Ion content and the response of L5178Y-R and L5178Y-S cells to X rays and ionophore A23187.

We examined the response of L5178Y-S (radiosensitive, LY-S) and L5178Y-R (radioresistant, LY-R) lymphoblasts to X-irradiation with concomittant treatment with divalent cation ionophore, A23187 (3 h or 5 h, 5 micrograms/ml). Cells treated with A23187 alone progressed through the cell cycle more slowly than the untreated cells and their cloning efficiency was reduced. In both cell strains the ionophore prolonged duration of the postirradiation mitotic delay. Radiation-induced inhibition of DNA synthesis was reversed by A23187 in LY-S but not in LY-R cells. Cells subjected to the ionophore treatment survived X-irradiation in almost the same way as untreated cells, as if the effect of A23187 treatment were reversed by irradiation.
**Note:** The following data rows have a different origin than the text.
//! State Snapshot Module
//! Joins the latest per-county totals of one state to county geometry for
//! map rendering.

use crate::geo::CountyGeometry;
use geojson::Geometry;
use polars::prelude::*;
use std::collections::HashMap;
use thiserror::Error;
use tracing::debug;

#[derive(Error, Debug)]
pub enum SnapshotError {
    #[error("Polars error: {0}")]
    PolarsError(#[from] PolarsError),
}

/// Per-county aggregate at the latest available date, ready for the map.
#[derive(Debug, Clone)]
pub struct StateSnapshot {
    pub location: String,
    pub population: i64,
    pub total_cases: i64,
    pub geometry: Geometry,
}

/// Build the choropleth rows for one state.
///
/// One row per distinct county identity with a matching geometry record;
/// population and total cases come from that county's row at the latest
/// available date. Counties without a federal county code or without a
/// polygon are omitted. Rows are sorted by location for stable output.
pub fn build_state_snapshot(
    df: &DataFrame,
    state: &str,
    shapes: &[CountyGeometry],
) -> Result<Vec<StateSnapshot>, SnapshotError> {
    let state_df = df
        .clone()
        .lazy()
        .filter(col("state").eq(lit(state)))
        .select([
            col("county_state"),
            col("date"),
            col("population"),
            col("fips"),
            col("cases"),
        ])
        .collect()?;

    let location_ca = state_df.column("county_state")?.str()?;
    let date_ca = state_df.column("date")?.str()?;
    let population_ca = state_df.column("population")?.i64()?;
    let fips_ca = state_df.column("fips")?.i64()?;
    let cases_ca = state_df.column("cases")?.i64()?;

    // latest row per county identity; ISO dates compare chronologically
    struct Latest<'a> {
        date: &'a str,
        population: i64,
        total_cases: i64,
        fips: i64,
    }
    let mut latest: HashMap<String, Latest> = HashMap::new();

    for i in 0..state_df.height() {
        let (Some(location), Some(date), Some(fips)) =
            (location_ca.get(i), date_ca.get(i), fips_ca.get(i))
        else {
            continue;
        };
        let row = Latest {
            date,
            population: population_ca.get(i).unwrap_or(0),
            total_cases: cases_ca.get(i).unwrap_or(0),
            fips,
        };
        match latest.get(location) {
            Some(existing) if existing.date >= date => {}
            _ => {
                latest.insert(location.to_string(), row);
            }
        }
    }

    let geometry_by_fips: HashMap<i64, &Geometry> = shapes
        .iter()
        .map(|shape| (shape.fips, &shape.geometry))
        .collect();

    let mut snapshot: Vec<StateSnapshot> = latest
        .into_iter()
        .filter_map(|(location, row)| {
            geometry_by_fips.get(&row.fips).map(|geometry| StateSnapshot {
                location,
                population: row.population,
                total_cases: row.total_cases,
                geometry: (*geometry).clone(),
            })
        })
        .collect();
    snapshot.sort_by(|a, b| a.location.cmp(&b.location));

    debug!(state, counties = snapshot.len(), "state snapshot built");
    Ok(snapshot)
}
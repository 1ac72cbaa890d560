//! Data Processor Module
//! Reshapes the wide case/death tables to long format and merges them into
//! one daily observation table.

use chrono::NaiveDate;
use polars::prelude::*;
use thiserror::Error;
use tracing::{debug, info};

#[derive(Error, Debug)]
pub enum ProcessorError {
    #[error("Polars error: {0}")]
    PolarsError(#[from] PolarsError),
    #[error("Malformed date column header: '{0}'")]
    BadDateHeader(String),
}

/// National/geographic identity columns that are never needed downstream.
const DROP_COLUMNS: [&str; 7] = [
    "UID",
    "iso2",
    "iso3",
    "code3",
    "Country_Region",
    "Lat",
    "Long_",
];

/// Observations past this date are discarded.
pub const DATE_BOUND: &str = "2022-12-31";

/// Date headers in the source tables use a two-digit year, e.g. "1/22/20".
const HEADER_DATE_FORMAT: &str = "%m/%d/%y";

/// Melt one wide table into long format.
///
/// Every column that is not an identity column (and not in the drop set) is
/// treated as a date header and unpivoted into one (date, value) row per
/// county. Dates land in the output as ISO-8601 strings so lexicographic
/// order equals chronological order.
fn melt_wide(
    df: &DataFrame,
    keep_population_fips: bool,
    value_name: &str,
) -> Result<DataFrame, ProcessorError> {
    let county_ca = df.column("Admin2")?.str()?.clone();
    let state_ca = df.column("Province_State")?.str()?.clone();
    let combined_ca = df.column("Combined_Key")?.str()?.clone();

    let (population_ca, fips_ca) = if keep_population_fips {
        let population = df.column("Population")?.cast(&DataType::Int64)?;
        // FIPS is inferred as a float column in the raw CSV
        let fips = df.column("FIPS")?.cast(&DataType::Float64)?;
        (Some(population.i64()?.clone()), Some(fips.f64()?.clone()))
    } else {
        (None, None)
    };

    let mut identity_columns: Vec<&str> = vec!["Admin2", "Province_State", "Combined_Key", "FIPS"];
    identity_columns.extend(DROP_COLUMNS);
    if keep_population_fips {
        identity_columns.push("Population");
    }

    // Every remaining header must be a calendar date
    let mut date_columns: Vec<(String, String)> = Vec::new();
    for name in df.get_column_names() {
        let name = name.as_str();
        if identity_columns.contains(&name) {
            continue;
        }
        let parsed = NaiveDate::parse_from_str(name, HEADER_DATE_FORMAT)
            .map_err(|_| ProcessorError::BadDateHeader(name.to_string()))?;
        date_columns.push((name.to_string(), parsed.to_string()));
    }

    let height = df.height();
    let capacity = height * date_columns.len();
    let mut counties: Vec<String> = Vec::with_capacity(capacity);
    let mut states: Vec<String> = Vec::with_capacity(capacity);
    let mut combined: Vec<String> = Vec::with_capacity(capacity);
    let mut populations: Vec<Option<i64>> = Vec::new();
    let mut fips_codes: Vec<Option<i64>> = Vec::new();
    let mut dates: Vec<String> = Vec::with_capacity(capacity);
    let mut values: Vec<i64> = Vec::with_capacity(capacity);

    for (raw_name, iso_date) in &date_columns {
        let value_col = df.column(raw_name)?.cast(&DataType::Int64)?;
        let value_ca = value_col.i64()?;

        for i in 0..height {
            let (Some(county), Some(state), Some(key)) =
                (county_ca.get(i), state_ca.get(i), combined_ca.get(i))
            else {
                continue;
            };
            let Some(value) = value_ca.get(i) else {
                continue;
            };

            counties.push(county.to_string());
            states.push(state.to_string());
            combined.push(key.to_string());
            if keep_population_fips {
                populations.push(population_ca.as_ref().and_then(|ca| ca.get(i)));
                fips_codes.push(fips_ca.as_ref().and_then(|ca| ca.get(i)).map(|f| f as i64));
            }
            dates.push(iso_date.clone());
            values.push(value);
        }
    }

    let mut columns = vec![
        Column::new("county".into(), counties),
        Column::new("state".into(), states),
        Column::new("county_state".into(), combined),
    ];
    if keep_population_fips {
        columns.push(Column::new("population".into(), populations));
        columns.push(Column::new("fips".into(), fips_codes));
    }
    columns.push(Column::new("date".into(), dates));
    columns.push(Column::new(value_name.into(), values));

    Ok(DataFrame::new(columns)?)
}

/// Melt both wide tables and merge them into the unified long table.
///
/// Output: one row per (county, state, date) with columns
/// [county, state, county_state, population, fips, date, cases, deaths],
/// bounded to dates on or before 2022-12-31. Rows whose key is missing from
/// either side are dropped (inner join). Row order is not guaranteed.
pub fn melt_and_merge(df_cases: &DataFrame, df_deaths: &DataFrame) -> Result<DataFrame, ProcessorError> {
    let cases_long = melt_wide(df_cases, false, "cases")?;
    let deaths_long = melt_wide(df_deaths, true, "deaths")?;
    debug!(
        cases_rows = cases_long.height(),
        deaths_rows = deaths_long.height(),
        "wide tables melted"
    );

    let keys = ["county", "state", "county_state", "date"];
    let merged = deaths_long
        .lazy()
        .join(
            cases_long.lazy(),
            keys.map(col),
            keys.map(col),
            JoinArgs::new(JoinType::Inner),
        )
        .filter(col("date").lt_eq(lit(DATE_BOUND)))
        .collect()?;

    info!(rows = merged.height(), "daily observation table ready");
    Ok(merged)
}
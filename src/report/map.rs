//! Interactive Map Module
//! Writes a self-contained Leaflet choropleth of one state's counties,
//! colored by total cases with equal-interval legend classes.

use crate::geo::StateSnapshot;
use crate::report::console::group_thousands;
use geojson::{Feature, FeatureCollection, JsonObject};
use serde_json::json;
use std::fs;
use std::path::PathBuf;
use thiserror::Error;
use tracing::info;

/// Number of equal-interval legend classes.
pub const BIN_COUNT: usize = 5;

/// Qualitative palette (ColorBrewer Set2), one color per class.
const PALETTE: [&str; BIN_COUNT] = ["#66c2a5", "#fc8d62", "#8da0cb", "#e78ac9", "#a6d854"];

#[derive(Error, Debug)]
pub enum MapError {
    #[error("Nothing to map: no counties with geometry for this state")]
    EmptySnapshot,
    #[error("Failed to serialize map features: {0}")]
    Serialize(#[from] serde_json::Error),
    #[error("Failed to write map file: {0}")]
    Io(#[from] std::io::Error),
}

/// Class index of `value` under equal-interval binning over [min, max].
pub fn equal_interval_bin(value: f64, min: f64, max: f64, bins: usize) -> usize {
    if max <= min || bins < 2 {
        return 0;
    }
    let width = (max - min) / bins as f64;
    let idx = ((value - min) / width).floor() as usize;
    idx.min(bins - 1)
}

/// The (low, high) bounds of each equal-interval class.
pub fn bin_edges(min: f64, max: f64, bins: usize) -> Vec<(f64, f64)> {
    let width = if max > min {
        (max - min) / bins as f64
    } else {
        0.0
    };
    (0..bins)
        .map(|i| (min + i as f64 * width, min + (i + 1) as f64 * width))
        .collect()
}

fn feature_collection(snapshot: &[StateSnapshot], min: f64, max: f64) -> FeatureCollection {
    let features = snapshot
        .iter()
        .map(|row| {
            let bin = equal_interval_bin(row.total_cases as f64, min, max, BIN_COUNT);
            let mut properties = JsonObject::new();
            properties.insert("Location".into(), json!(row.location));
            properties.insert(
                "Population".into(),
                json!(group_thousands(row.population)),
            );
            properties.insert(
                "Total Cases".into(),
                json!(group_thousands(row.total_cases)),
            );
            properties.insert("fill".into(), json!(PALETTE[bin]));
            Feature {
                bbox: None,
                geometry: Some(row.geometry.clone()),
                id: None,
                properties: Some(properties),
                foreign_members: None,
            }
        })
        .collect();

    FeatureCollection {
        bbox: None,
        features,
        foreign_members: None,
    }
}

fn legend_rows(min: f64, max: f64) -> String {
    bin_edges(min, max, BIN_COUNT)
        .iter()
        .enumerate()
        .map(|(i, (low, high))| {
            format!(
                "<div><i style=\"background:{}\"></i>{} - {}</div>",
                PALETTE[i],
                group_thousands(low.round() as i64),
                group_thousands(high.round() as i64)
            )
        })
        .collect::<Vec<_>>()
        .join("\n      ")
}

const TEMPLATE: &str = r#"<!DOCTYPE html>
<html>
<head>
  <meta charset="utf-8">
  <title>__TITLE__</title>
  <meta name="viewport" content="width=device-width, initial-scale=1.0">
  <link rel="stylesheet" href="https://unpkg.com/leaflet@1.9.4/dist/leaflet.css">
  <script src="https://unpkg.com/leaflet@1.9.4/dist/leaflet.js"></script>
  <style>
    html, body, #map { height: 100%; margin: 0; }
    .legend {
      background: white;
      padding: 8px 12px;
      font: 14px/18px sans-serif;
      box-shadow: 0 0 12px rgba(0,0,0,0.3);
      border-radius: 4px;
    }
    .legend i {
      width: 16px;
      height: 16px;
      float: left;
      margin-right: 8px;
      opacity: 0.8;
    }
  </style>
</head>
<body>
  <div id="map"></div>
  <script>
    var counties = __GEOJSON__;

    var map = L.map('map');
    L.tileLayer('https://tile.openstreetmap.org/{z}/{x}/{y}.png', {
      attribution: '&copy; OpenStreetMap contributors'
    }).addTo(map);

    var layer = L.geoJSON(counties, {
      style: function (feature) {
        return {
          fillColor: feature.properties.fill,
          fillOpacity: 0.7,
          color: '#555',
          weight: 1
        };
      },
      onEachFeature: function (feature, layer) {
        layer.bindPopup(
          '<b>' + feature.properties['Location'] + '</b><br>' +
          'Population: ' + feature.properties['Population'] + '<br>' +
          'Total Cases: ' + feature.properties['Total Cases']
        );
      }
    }).addTo(map);
    map.fitBounds(layer.getBounds());

    var legend = L.control({position: 'bottomright'});
    legend.onAdd = function () {
      var div = L.DomUtil.create('div', 'legend');
      div.innerHTML = '<b>Total Cases</b><br>' + `__LEGEND__`;
      return div;
    };
    legend.addTo(map);
  </script>
</body>
</html>
"#;

/// Render the complete choropleth HTML document for one state.
pub fn render_map_html(state: &str, snapshot: &[StateSnapshot]) -> Result<String, MapError> {
    if snapshot.is_empty() {
        return Err(MapError::EmptySnapshot);
    }

    let min = snapshot
        .iter()
        .map(|row| row.total_cases)
        .min()
        .unwrap_or(0) as f64;
    let max = snapshot
        .iter()
        .map(|row| row.total_cases)
        .max()
        .unwrap_or(0) as f64;

    let collection = feature_collection(snapshot, min, max);
    let geojson = serde_json::to_string(&collection)?;

    Ok(TEMPLATE
        .replace("__TITLE__", &format!("{state} COVID-19 County Map"))
        .replace("__GEOJSON__", &geojson)
        .replace("__LEGEND__", &legend_rows(min, max)))
}

/// Write `{state}_covid_map.html` in the working directory, overwriting any
/// previous run's file.
pub fn write_state_map(state: &str, snapshot: &[StateSnapshot]) -> Result<PathBuf, MapError> {
    let html = render_map_html(state, snapshot)?;
    let path = PathBuf::from(format!("{state}_covid_map.html"));
    fs::write(&path, html)?;
    info!(path = %path.display(), "state map written");
    Ok(path)
}

#[cfg(test)]
mod tests {
    use super::*;
    use geojson::{Geometry, Value};

    fn snapshot_row(location: &str, total_cases: i64) -> StateSnapshot {
        let ring = vec![
            vec![0.0, 0.0],
            vec![1.0, 0.0],
            vec![1.0, 1.0],
            vec![0.0, 0.0],
        ];
        StateSnapshot {
            location: location.to_string(),
            population: 1000,
            total_cases,
            geometry: Geometry::new(Value::Polygon(vec![ring])),
        }
    }

    #[test]
    fn bins_have_equal_width_and_cover_the_range() {
        assert_eq!(equal_interval_bin(0.0, 0.0, 100.0, 5), 0);
        assert_eq!(equal_interval_bin(19.9, 0.0, 100.0, 5), 0);
        assert_eq!(equal_interval_bin(20.0, 0.0, 100.0, 5), 1);
        assert_eq!(equal_interval_bin(99.9, 0.0, 100.0, 5), 4);
        // max value lands in the top class, not one past it
        assert_eq!(equal_interval_bin(100.0, 0.0, 100.0, 5), 4);
        // degenerate range collapses to a single class
        assert_eq!(equal_interval_bin(42.0, 42.0, 42.0, 5), 0);
    }

    #[test]
    fn edges_partition_the_range() {
        let edges = bin_edges(0.0, 100.0, 5);
        assert_eq!(edges.len(), 5);
        assert_eq!(edges[0], (0.0, 20.0));
        assert_eq!(edges[4], (80.0, 100.0));
        for window in edges.windows(2) {
            assert_eq!(window[0].1, window[1].0);
        }
    }

    #[test]
    fn rendered_map_embeds_counties_and_legend() {
        let snapshot = vec![
            snapshot_row("Cook, Illinois, US", 120),
            snapshot_row("Lake, Illinois, US", 30),
        ];
        let html = render_map_html("Illinois", &snapshot).unwrap();
        assert!(html.contains("Illinois COVID-19 County Map"));
        assert!(html.contains("leaflet"));
        assert!(html.contains("Cook, Illinois, US"));
        assert!(html.contains("Lake, Illinois, US"));
        for color in PALETTE {
            assert!(html.contains(color));
        }
    }

    #[test]
    fn empty_snapshot_is_an_error() {
        assert!(matches!(
            render_map_html("Illinois", &[]),
            Err(MapError::EmptySnapshot)
        ));
    }

    #[test]
    fn map_file_lands_where_requested() {
        let dir = tempfile::tempdir().unwrap();
        let snapshot = vec![snapshot_row("Cook, Illinois, US", 120)];
        let html = render_map_html("Illinois", &snapshot).unwrap();
        let path = dir.path().join("Illinois_covid_map.html");
        std::fs::write(&path, &html).unwrap();
        assert!(path.exists());
    }
}
//! County Geometry Loader Module
//! Downloads the county boundary archive and extracts one polygon per
//! county, keyed by federal county code.

use crate::data::{download, LoaderError};
use geojson::{FeatureCollection, GeoJson, Geometry, JsonValue};
use std::io::{Cursor, Read};
use thiserror::Error;
use tracing::{debug, info};
use zip::ZipArchive;

/// Property carrying the federal county code in the boundary dataset.
const FIPS_PROPERTY: &str = "FIPS_BEA";

#[derive(Error, Debug)]
pub enum GeoError {
    #[error(transparent)]
    Download(#[from] LoaderError),
    #[error("Failed to read geometry archive: {0}")]
    Zip(#[from] zip::result::ZipError),
    #[error("Failed to read archive member: {0}")]
    Io(#[from] std::io::Error),
    #[error("Failed to parse county geometry: {0}")]
    Geojson(#[from] geojson::Error),
    #[error("Geometry archive contains no GeoJSON member")]
    NoVectorMember,
}

/// One county boundary polygon.
#[derive(Debug, Clone)]
pub struct CountyGeometry {
    pub fips: i64,
    pub geometry: Geometry,
}

/// Download the boundary archive and parse its GeoJSON member.
///
/// Features without a usable federal county code are skipped.
pub fn load_county_shapes(url: &str) -> Result<Vec<CountyGeometry>, GeoError> {
    info!(url, "downloading county geometry archive");
    let bytes = download(url)?;

    let mut archive = ZipArchive::new(Cursor::new(bytes))?;
    let mut raw = None;
    for i in 0..archive.len() {
        let mut member = archive.by_index(i)?;
        let name = member.name().to_lowercase();
        if name.ends_with(".geojson") || name.ends_with(".json") {
            let mut contents = String::new();
            member.read_to_string(&mut contents)?;
            raw = Some(contents);
            break;
        }
    }
    let raw = raw.ok_or(GeoError::NoVectorMember)?;

    let geojson: GeoJson = raw.parse()?;
    let collection = FeatureCollection::try_from(geojson)?;

    let mut shapes = Vec::with_capacity(collection.features.len());
    for feature in collection.features {
        let Some(geometry) = feature.geometry else {
            continue;
        };
        let fips = feature
            .properties
            .as_ref()
            .and_then(|props| props.get(FIPS_PROPERTY))
            .and_then(parse_fips);
        if let Some(fips) = fips {
            shapes.push(CountyGeometry { fips, geometry });
        }
    }

    debug!(counties = shapes.len(), "county geometry loaded");
    Ok(shapes)
}

/// The join key shows up as integer, float, or string depending on how the
/// dataset was exported.
fn parse_fips(value: &JsonValue) -> Option<i64> {
    if let Some(n) = value.as_i64() {
        return Some(n);
    }
    if let Some(f) = value.as_f64() {
        return Some(f as i64);
    }
    value
        .as_str()
        .and_then(|s| s.trim().parse::<f64>().ok())
        .map(|f| f as i64)
}

#[cfg(test)]
mod tests {
    use super::*;
    use serde_json::json;

    #[test]
    fn fips_parses_across_export_flavors() {
        assert_eq!(parse_fips(&json!(17031)), Some(17031));
        assert_eq!(parse_fips(&json!(17031.0)), Some(17031));
        assert_eq!(parse_fips(&json!("17031")), Some(17031));
        assert_eq!(parse_fips(&json!("17031.0")), Some(17031));
        assert_eq!(parse_fips(&json!("Cook")), None);
        assert_eq!(parse_fips(&json!(null)), None);
    }
}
There was also a reversion in the ion content: A23187 caused a marked increase in Na+ content and a decrease in K+ content, irradiation itself did not change the ion content, whereas in the A23187-treated cells it restored almost the same pattern as that found in the control cells. We found less Mg2+ ions in LY-S cells after treatment with A23187 and A23187 + X than in LY-R cells, in relation to untreated (control) cells. These observations point to the possible importance of ion transport for recovery from radiation damage.